Disney Rides that Don’t Exist Anymore

On July 17, 1955, Walt Disney expanded his animated film empire by opening Disneyland in Anaheim, California—the first Disney theme park. The attraction cost $17 million to build and now brings in almost $3 billion annually. 

Rainbow Caverns Mine Train (1956-1977)

Walt Disney designed Rainbow Caverns Mine Train as part of the Living Desert in Frontierland and launched the ride one year after Disneyland opened.  

Submarine Voyage (1959-1998)

Submarine Voyage replaced two short-lived boat rides on a lagoon in the Tomorrowland area of Disneyland. 
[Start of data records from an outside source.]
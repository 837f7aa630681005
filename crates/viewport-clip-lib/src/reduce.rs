//! Clip-and-reduce of polylines and polygons against an acceptance window
//!
//! Polylines are split into one piece per visible run. Inside a run, points that would
//! land on the same device pixel as the previously retained point are dropped. Points
//! are only ever dropped, never moved: every output point is either an input point or
//! an exact boundary crossing.

use crate::clip::{clip_segment, is_finite_point};
use crate::{BoundingRectangle, Config, SurfaceSize};
use geo::Point;

/// One contiguous visible run of a polyline (at least two points)
pub type Piece = Vec<Point<f64>>;

/// Per-axis distance, in view units, under which two points share a device pixel
#[derive(Debug, Clone, Copy)]
struct PixelTolerance {
    x: f64,
    y: f64,
}

impl PixelTolerance {
    fn new(window: &BoundingRectangle, surface: SurfaceSize, pixels: f64) -> Self {
        if window.is_empty() || !surface.is_valid() {
            return Self { x: 0.0, y: 0.0 };
        }
        let sanitize = |value: f64| if value.is_finite() { value.max(0.0) } else { 0.0 };
        Self {
            x: sanitize(pixels * window.width() / surface.width),
            y: sanitize(pixels * window.height() / surface.height),
        }
    }

    #[inline(always)]
    fn same_pixel(&self, a: Point<f64>, b: Point<f64>) -> bool {
        a == b || ((a.x() - b.x()).abs() < self.x && (a.y() - b.y()).abs() < self.y)
    }
}

/// Accumulates the piece currently being walked
struct PieceBuilder {
    tolerance: PixelTolerance,
    current: Piece,
    /// Latest accepted point that was merged into the last retained one
    pending: Option<Point<f64>>,
}

impl PieceBuilder {
    fn new(tolerance: PixelTolerance) -> Self {
        Self {
            tolerance,
            current: Vec::new(),
            pending: None,
        }
    }

    #[inline]
    fn is_idle(&self) -> bool {
        self.current.is_empty()
    }

    #[inline]
    fn start(&mut self, entry: Point<f64>) {
        self.current.push(entry);
    }

    #[inline]
    fn push(&mut self, point: Point<f64>) {
        match self.current.last() {
            Some(&last) if self.tolerance.same_pixel(last, point) => {
                self.pending = Some(point);
            }
            _ => {
                self.current.push(point);
                self.pending = None;
            }
        }
    }

    /// End the piece at an exact exit crossing
    fn close_at(&mut self, exit: Point<f64>, pieces: &mut Vec<Piece>) {
        self.pending = None;
        // A vertex lying on the edge is already the exit crossing
        if self.current.len() < 2 || self.current.last() != Some(&exit) {
            self.current.push(exit);
        }
        self.emit(pieces);
    }

    /// End the piece at the last accepted point
    fn finish(&mut self, pieces: &mut Vec<Piece>) {
        if let Some(last) = self.pending.take() {
            self.current.push(last);
        }
        self.emit(pieces);
    }

    fn emit(&mut self, pieces: &mut Vec<Piece>) {
        if self.current.len() >= 2 {
            pieces.push(std::mem::take(&mut self.current));
        } else {
            self.current.clear();
        }
        self.pending = None;
    }
}

/// Clips polylines and polygons to a window and drops sub-pixel detail
///
/// The reducer holds no state between calls, so one instance can serve any number of
/// shapes, including from several threads at once.
#[derive(Debug, Clone, Copy, PartialEq)]
pub struct PolylineReducer {
    pixel_tolerance: f64,
}

impl Default for PolylineReducer {
    fn default() -> Self {
        Self::new(1.0)
    }
}

#[cfg_attr(feature = "profiling", profiling::all_functions)]
impl PolylineReducer {
    /// Create a reducer merging points closer than `pixel_tolerance` device pixels
    ///
    /// Non-finite or negative tolerances disable merging.
    pub fn new(pixel_tolerance: f64) -> Self {
        let pixel_tolerance = if pixel_tolerance.is_finite() {
            pixel_tolerance.max(0.0)
        } else {
            0.0
        };
        Self { pixel_tolerance }
    }

    pub fn from_config(config: &Config) -> Self {
        Self::new(config.pixel_tolerance)
    }

    #[inline]
    pub fn pixel_tolerance(&self) -> f64 {
        self.pixel_tolerance
    }

    /// Clip and reduce a polyline, returning its visible pieces
    ///
    /// # Arguments
    /// * `points` - Polyline in view space
    /// * `window` - Acceptance window (visible extent plus half the stroke thickness)
    /// * `surface` - Rendering surface size in device pixels
    pub fn reduce(
        &self,
        points: &[Point<f64>],
        window: &BoundingRectangle,
        surface: SurfaceSize,
    ) -> Vec<Piece> {
        let mut pieces = Vec::new();
        self.reduce_into(points, window, surface, &mut pieces);
        pieces
    }

    /// Same as [`PolylineReducer::reduce`], writing into a caller-owned buffer
    ///
    /// `pieces` is cleared first.
    pub fn reduce_into(
        &self,
        points: &[Point<f64>],
        window: &BoundingRectangle,
        surface: SurfaceSize,
        pieces: &mut Vec<Piece>,
    ) {
        pieces.clear();
        if points.len() < 2 || window.is_empty() {
            return;
        }

        let tolerance = PixelTolerance::new(window, surface, self.pixel_tolerance);
        let mut builder = PieceBuilder::new(tolerance);

        for pair in points.windows(2) {
            let (a, b) = (pair[0], pair[1]);
            match clip_segment(window, a, b) {
                None => builder.finish(pieces),
                Some((entry, exit)) => {
                    if builder.is_idle() {
                        builder.start(entry);
                    }
                    if exit != b {
                        builder.close_at(exit, pieces);
                    } else {
                        builder.push(b);
                    }
                }
            }
        }
        builder.finish(pieces);

        tracing::trace!(
            "Reduced polyline of {} points into {} pieces",
            points.len(),
            pieces.len()
        );
    }

    /// Reduce a closed polygon ring
    ///
    /// Polygons are never split by visibility since their fill still matters when the
    /// outline leaves the window. Only invalid vertices and vertices sharing a device
    /// pixel with their predecessor are dropped. A polygon whose bounds miss the window
    /// entirely produces no vertices.
    pub fn reduce_polygon(
        &self,
        points: &[Point<f64>],
        window: &BoundingRectangle,
        surface: SurfaceSize,
    ) -> Vec<Point<f64>> {
        let mut ring = Vec::new();
        self.reduce_polygon_into(points, window, surface, &mut ring);
        ring
    }

    /// Same as [`PolylineReducer::reduce_polygon`], writing into a caller-owned buffer
    pub fn reduce_polygon_into(
        &self,
        points: &[Point<f64>],
        window: &BoundingRectangle,
        surface: SurfaceSize,
        ring: &mut Vec<Point<f64>>,
    ) {
        ring.clear();
        if window.is_empty() {
            return;
        }

        let bounds = BoundingRectangle::from_points(
            points.iter().copied().filter(|point| is_finite_point(*point)),
        );
        if !bounds.intersects(window) {
            return;
        }

        let tolerance = PixelTolerance::new(window, surface, self.pixel_tolerance);
        for &point in points {
            if !is_finite_point(point) {
                continue;
            }
            match ring.last() {
                Some(&last) if tolerance.same_pixel(last, point) => {}
                _ => ring.push(point),
            }
        }

        // The ring closes implicitly, a closing vertex on the first one is redundant
        if ring.len() >= 3 && tolerance.same_pixel(ring[0], ring[ring.len() - 1]) {
            ring.pop();
        }
        if ring.len() < 2 {
            ring.clear();
        }
    }
}
//! JSON report of a replayed viewport session

use geo::Point;
use serde::Serialize;
use viewport_clip_lib::{
    BoundingRectangle, Config, GeometrySink, SurfaceSize, UpdateStats, WebMercatorView,
};

/// Geographic location in degrees
#[derive(Debug, Clone, Copy, PartialEq, Serialize)]
pub struct LatLon {
    pub lat: f64,
    pub lon: f64,
}

/// Geographic bounds in degrees
#[derive(Debug, Clone, Copy, PartialEq, Serialize)]
pub struct LatLonBounds {
    pub south: f64,
    pub west: f64,
    pub north: f64,
    pub east: f64,
}

impl LatLonBounds {
    /// Convert world-pixel bounds (y growing southwards) back to degrees
    pub fn from_view(view: &WebMercatorView, bounds: &BoundingRectangle) -> Option<Self> {
        if bounds.is_empty() {
            return None;
        }
        let (south, west) = view.to_wgs84(Point::new(bounds.west(), bounds.north()));
        let (north, east) = view.to_wgs84(Point::new(bounds.east(), bounds.south()));
        Some(Self {
            south,
            west,
            north,
            east,
        })
    }
}

/// Geometry handed to the sink during one frame
#[derive(Debug, Clone, Default, PartialEq, Serialize)]
pub struct GeometrySummary {
    pub polylines: usize,
    pub polygons: usize,
    pub points: usize,
    pub bounds: Option<LatLonBounds>,
}

/// Sink that only measures what would be drawn
#[derive(Debug, Clone, Default)]
pub struct SummarySink {
    polylines: usize,
    polygons: usize,
    points: usize,
    bounds: BoundingRectangle,
    invalidated: bool,
}

impl SummarySink {
    pub fn invalidated(&self) -> bool {
        self.invalidated
    }

    pub fn summary(&self, view: &WebMercatorView) -> GeometrySummary {
        GeometrySummary {
            polylines: self.polylines,
            polygons: self.polygons,
            points: self.points,
            bounds: LatLonBounds::from_view(view, &self.bounds),
        }
    }

    fn add_points(&mut self, points: &[Point<f64>]) {
        self.points += points.len();
        for &point in points {
            self.bounds |= point;
        }
    }
}

impl GeometrySink for SummarySink {
    fn add_polyline(&mut self, points: &[Point<f64>]) {
        self.polylines += 1;
        self.add_points(points);
    }

    fn add_polygon(&mut self, ring: &[Point<f64>]) {
        self.polygons += 1;
        self.add_points(ring);
    }

    fn invalidate(&mut self) {
        self.invalidated = true;
    }
}

/// One replayed frame
#[derive(Debug, Clone, Serialize)]
pub struct FrameReport {
    pub index: usize,
    pub trigger: String,
    /// Horizontal pan offset from the initial viewport, in pixels
    pub offset_pixels: f64,
    pub stats: UpdateStats,
    pub emitted: GeometrySummary,
    pub invalidated: bool,
    pub elapsed_us: u64,
}

/// Whole session report printed on stdout
#[derive(Debug, Clone, Serialize)]
pub struct Report {
    pub shapes: usize,
    pub input_points: usize,
    pub zoom: f64,
    pub center: LatLon,
    pub surface: SurfaceSize,
    pub config: Config,
    pub frames: Vec<FrameReport>,
}
//! ShapeRenderPipeline - owner of all shapes and per-frame driver
//!
//! The pipeline keeps every shape together with its cached geometry and updates them
//! for each new viewport, in parallel once there are enough shapes to make it pay off.

use crate::{
    ClipError, GeometrySink, PolylineReducer, Result, Shape, ShapeGeometry, UpdateOutcome,
    UpdateTrigger, ViewportContext,
};
use rayon::prelude::*;
#[cfg(feature = "serde")]
use serde::{Deserialize, Serialize};

/// Configuration for the render pipeline
#[derive(Debug, Clone, PartialEq)]
#[cfg_attr(feature = "serde", derive(Serialize, Deserialize))]
pub struct Config {
    /// Points closer than this many device pixels to the previously kept point are
    /// dropped (default 1.0). Zero keeps every distinct point.
    pub pixel_tolerance: f64,
    /// Skip shapes whose inputs did not change since their last build (default true)
    pub lazy_updates: bool,
    /// Minimum number of shapes before updates run in parallel (default 64)
    pub parallel_threshold: usize,
}

impl Default for Config {
    fn default() -> Self {
        Self {
            pixel_tolerance: 1.0,
            lazy_updates: true,
            parallel_threshold: 64,
        }
    }
}

impl Config {
    pub fn validate(&self) -> Result<()> {
        if !self.pixel_tolerance.is_finite() || self.pixel_tolerance < 0.0 {
            return Err(ClipError::InvalidConfig(format!(
                "pixel_tolerance must be finite and non-negative, got {}",
                self.pixel_tolerance
            )));
        }
        if self.parallel_threshold == 0 {
            return Err(ClipError::InvalidConfig(
                "parallel_threshold must be at least 1".to_string(),
            ));
        }
        Ok(())
    }
}

/// Stable handle of a shape inside a pipeline
#[derive(Debug, Clone, Copy, PartialEq, Eq, PartialOrd, Ord, Hash)]
#[cfg_attr(feature = "serde", derive(Serialize, Deserialize))]
pub struct ShapeId(usize);

impl ShapeId {
    #[inline]
    pub fn index(&self) -> usize {
        self.0
    }
}

/// Summary of one pipeline update
#[derive(Debug, Clone, Copy, Default, PartialEq, Eq)]
#[cfg_attr(feature = "serde", derive(Serialize, Deserialize))]
pub struct UpdateStats {
    pub skipped: usize,
    pub reclipped: usize,
    pub rebuilt: usize,
    /// Drawable pieces across all shapes after the update
    pub pieces: usize,
    /// Drawable points across all shapes after the update
    pub points: usize,
}

impl UpdateStats {
    fn of_shape(outcome: UpdateOutcome, geometry: &ShapeGeometry) -> Self {
        let mut stats = Self {
            pieces: geometry.pieces().len(),
            points: geometry.point_count(),
            ..Self::default()
        };
        match outcome {
            UpdateOutcome::Skipped => stats.skipped = 1,
            UpdateOutcome::Reclipped => stats.reclipped = 1,
            UpdateOutcome::Rebuilt => stats.rebuilt = 1,
        }
        stats
    }

    fn merge(self, other: Self) -> Self {
        Self {
            skipped: self.skipped + other.skipped,
            reclipped: self.reclipped + other.reclipped,
            rebuilt: self.rebuilt + other.rebuilt,
            pieces: self.pieces + other.pieces,
            points: self.points + other.points,
        }
    }

    /// Whether any shape produced new geometry
    #[inline]
    pub fn changed(&self) -> bool {
        self.reclipped + self.rebuilt > 0
    }

    /// Number of shapes visited
    #[inline]
    pub fn shapes(&self) -> usize {
        self.skipped + self.reclipped + self.rebuilt
    }
}

/// Top-level manager for all shapes of a map layer
#[derive(Debug, Clone)]
pub struct ShapeRenderPipeline {
    /// Shapes ordered by id
    shapes: Vec<(ShapeId, Shape)>,
    next_id: usize,
    config: Config,
    reducer: PolylineReducer,
}

#[cfg_attr(feature = "profiling", profiling::all_functions)]
impl ShapeRenderPipeline {
    /// Create an empty pipeline, rejecting invalid configurations
    pub fn new(config: Config) -> Result<Self> {
        config.validate()?;
        let reducer = PolylineReducer::from_config(&config);
        Ok(Self {
            shapes: Vec::new(),
            next_id: 0,
            config,
            reducer,
        })
    }

    #[inline]
    pub fn config(&self) -> &Config {
        &self.config
    }

    #[inline]
    pub fn reducer(&self) -> &PolylineReducer {
        &self.reducer
    }

    pub fn add_shape(&mut self, shape: Shape) -> ShapeId {
        let id = ShapeId(self.next_id);
        self.next_id += 1;
        self.shapes.push((id, shape));
        id
    }

    fn position(&self, id: ShapeId) -> Option<usize> {
        self.shapes.binary_search_by_key(&id, |(sid, _)| *sid).ok()
    }

    pub fn shape(&self, id: ShapeId) -> Option<&Shape> {
        self.position(id).map(|index| &self.shapes[index].1)
    }

    /// Mutable access, used to change points, transform or stroke thickness
    pub fn shape_mut(&mut self, id: ShapeId) -> Option<&mut Shape> {
        let index = self.position(id)?;
        Some(&mut self.shapes[index].1)
    }

    pub fn remove_shape(&mut self, id: ShapeId) -> Option<Shape> {
        let index = self.position(id)?;
        Some(self.shapes.remove(index).1)
    }

    /// Iterate over shapes in insertion order
    pub fn shapes(&self) -> impl Iterator<Item = (ShapeId, &Shape)> {
        self.shapes.iter().map(|(id, shape)| (*id, shape))
    }

    #[inline]
    pub fn len(&self) -> usize {
        self.shapes.len()
    }

    #[inline]
    pub fn is_empty(&self) -> bool {
        self.shapes.is_empty()
    }

    pub fn clear(&mut self) {
        self.shapes.clear();
    }

    /// Update every shape for `ctx`
    pub fn update(&mut self, ctx: &ViewportContext, trigger: UpdateTrigger) -> UpdateStats {
        let lazy = self.config.lazy_updates;
        self.update_with(ctx, trigger, |_, _| lazy)
    }

    /// Update every shape for `ctx`, asking `may_skip` whether each shape may take the lazy path
    ///
    /// Returning `false` runs the full path for that shape. Returning `true` only allows a skip:
    /// a shape whose points, transform or viewport changed is still updated. The predicate is
    /// called from worker threads when the pipeline runs in parallel.
    pub fn update_with<F>(
        &mut self,
        ctx: &ViewportContext,
        trigger: UpdateTrigger,
        may_skip: F,
    ) -> UpdateStats
    where
        F: Fn(ShapeId, &Shape) -> bool + Sync,
    {
        #[cfg(feature = "profiling")]
        profiling::scope!("pipeline::update");

        let reducer = self.reducer;
        let update_one = |(id, shape): &mut (ShapeId, Shape)| {
            let lazy = may_skip(*id, shape);
            let outcome = shape.update(ctx, trigger, &reducer, lazy);
            UpdateStats::of_shape(outcome, shape.geometry())
        };

        let stats = if self.shapes.len() >= self.config.parallel_threshold {
            self.shapes
                .par_iter_mut()
                .map(update_one)
                .reduce(UpdateStats::default, UpdateStats::merge)
        } else {
            self.shapes
                .iter_mut()
                .map(update_one)
                .fold(UpdateStats::default(), UpdateStats::merge)
        };

        tracing::debug!(
            "Updated {} shapes on {:?}: {} rebuilt, {} reclipped, {} skipped, {} points in {} pieces",
            stats.shapes(),
            trigger,
            stats.rebuilt,
            stats.reclipped,
            stats.skipped,
            stats.points,
            stats.pieces
        );
        stats
    }

    /// Update a single shape, returns `None` for an unknown id
    pub fn update_shape(
        &mut self,
        id: ShapeId,
        ctx: &ViewportContext,
        trigger: UpdateTrigger,
    ) -> Option<UpdateOutcome> {
        let reducer = self.reducer;
        let lazy = self.config.lazy_updates;
        self.shape_mut(id)
            .map(|shape| shape.update(ctx, trigger, &reducer, lazy))
    }

    /// Hand the current geometry of every shape to `sink`, in insertion order
    pub fn emit<S: GeometrySink + ?Sized>(&self, sink: &mut S) {
        for (_, shape) in &self.shapes {
            shape.geometry().emit(sink);
        }
    }

    /// Update, emit, and invalidate the sink once if any geometry changed
    pub fn render<S: GeometrySink + ?Sized>(
        &mut self,
        ctx: &ViewportContext,
        trigger: UpdateTrigger,
        sink: &mut S,
    ) -> UpdateStats {
        let stats = self.update(ctx, trigger);
        self.emit(sink);
        if stats.changed() {
            sink.invalidate();
        }
        stats
    }
}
Journey Into Imagination (1983-1998)

Journey Into Imagination—an attraction at Future World in Epcot— featured Dreamfinder, a creative gentleman passionate about sparking new ideas. 

Horizons (1983-1999)

Disney's futuristic attraction Horizons opened on Oct. 1, 1983, exactly one year after Epcot opened. The 15-minute ride carried passengers in a suspended vehicle through a 136,000-square-foot building that depicted scenes of life and work in the 21st century.  

Videopolis (1985-1989)

Videopolis was a trendy teen dance club located in the Fantasyland portion of Disneyland. A 5,000-square-foot outdoor arena offered space for up to 3,000 young guests to dance the night away.  

Dreamflight (1989-1998)

Dreamflight, sponsored by Delta Air Lines, was the third incarnation of an aviation-focused ride originally called If You Had Wings. Located in the Tomorrowland section of Disney World's Magic Kingdom, this attraction included a journey through flight history.